Hospice directly helps and benefits our patients and Hospice also helps relationships. Due to the guidance and teaching done during Hospice staff visits, Hospice helps caregivers be even better caregivers when Hospice staff aren’t around. With Hospice care in place, people can relax more and reconnect with that family relationship and not just be a caregiver. The little things that Hospice brings make a big difference and one doesn’t realize this until Hospice becomes involved.

“I would have gotten Hospice involved a lot sooner now if I had to do things over again.”

One thing that never changes is families and friends wanting the best for a loved one.

Choosing Hospice over continued invasive medical treatment can be a difficult decision. It’s human nature to want to continue to fight.
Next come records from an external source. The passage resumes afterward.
use serde::{Deserialize, Serialize};

/// Feature switches forwarded with every request.
#[derive(Debug, Clone, Copy, PartialEq, Eq, Default, Serialize, Deserialize)]
pub struct Capabilities {
    /// Ask the model to stream its reasoning as thought deltas.
    #[serde(default)]
    pub thinking: bool,
    /// Ask the model for a spoken rendition of the answer.
    #[serde(default)]
    pub audio: bool,
}

impl Capabilities {
    pub const fn new(thinking: bool, audio: bool) -> Self {
        Self { thinking, audio }
    }
}

#[derive(Debug, Clone, PartialEq, Eq)]
pub struct Model {
    pub id: String,
    pub name: String,
    pub description: Option<String>,
    pub capabilities: Capabilities,
}

impl Model {
    pub fn new(id: impl Into<String>, name: impl Into<String>) -> Self {
        Self {
            id: id.into(),
            name: name.into(),
            description: None,
            capabilities: Capabilities::default(),
        }
    }

    pub fn from_id(id: impl Into<String>) -> Self {
        let id = id.into();
        Self::new(id.clone(), id)
    }

    pub fn with_description(mut self, description: impl Into<String>) -> Self {
        self.description = Some(description.into());
        self
    }

    pub fn with_capabilities(mut self, capabilities: Capabilities) -> Self {
        self.capabilities = capabilities;
        self
    }
}

pub const DEFAULT_OPENAI_MODEL: &str = "gpt-4o-mini";

pub fn default_openai_models() -> Vec<Model> {
    vec![
        Model::from_id("gpt-4o-mini").with_description("Balanced cost/performance default"),
        Model::from_id("gpt-4o").with_description("High quality general model"),
        Model::from_id("o3")
            .with_description("Advanced reasoning model")
            .with_capabilities(Capabilities::new(true, false)),
        Model::from_id("o4-mini")
            .with_description("Fast reasoning model")
            .with_capabilities(Capabilities::new(true, false)),
    ]
}

/// Capabilities advertised for a model id, falling back to none for unknown ids.
pub fn capabilities_for(model_id: &str) -> Capabilities {
    default_openai_models()
        .into_iter()
        .find(|model| model.id == model_id)
        .map(|model| model.capabilities)
        .unwrap_or_default()
}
Hospice of Warren County’s Hospice program fully supports decisions patients and families make in the course of their care. If a person is diagnosed with a disease that is known to be life-limiting, it becomes a top priority to think through what that person wants the rest of his or her life to look like. Even with a complicated and convoluted healthcare system, it’s important and possible to seek care that will help make that person’s vision a reality. It’s especially important to assure that the final stage of living is filled with comfort, dignity, respect, caring, and love.

“Hospice dispenses — without holding back anything – love and kindness in their purest forms, to people who need it more than they have ever needed it in their whole lives.”

With Hospice, there is ALWAYS something that can be done; perhaps not in curing the disease, but in caring for persons and their loved ones.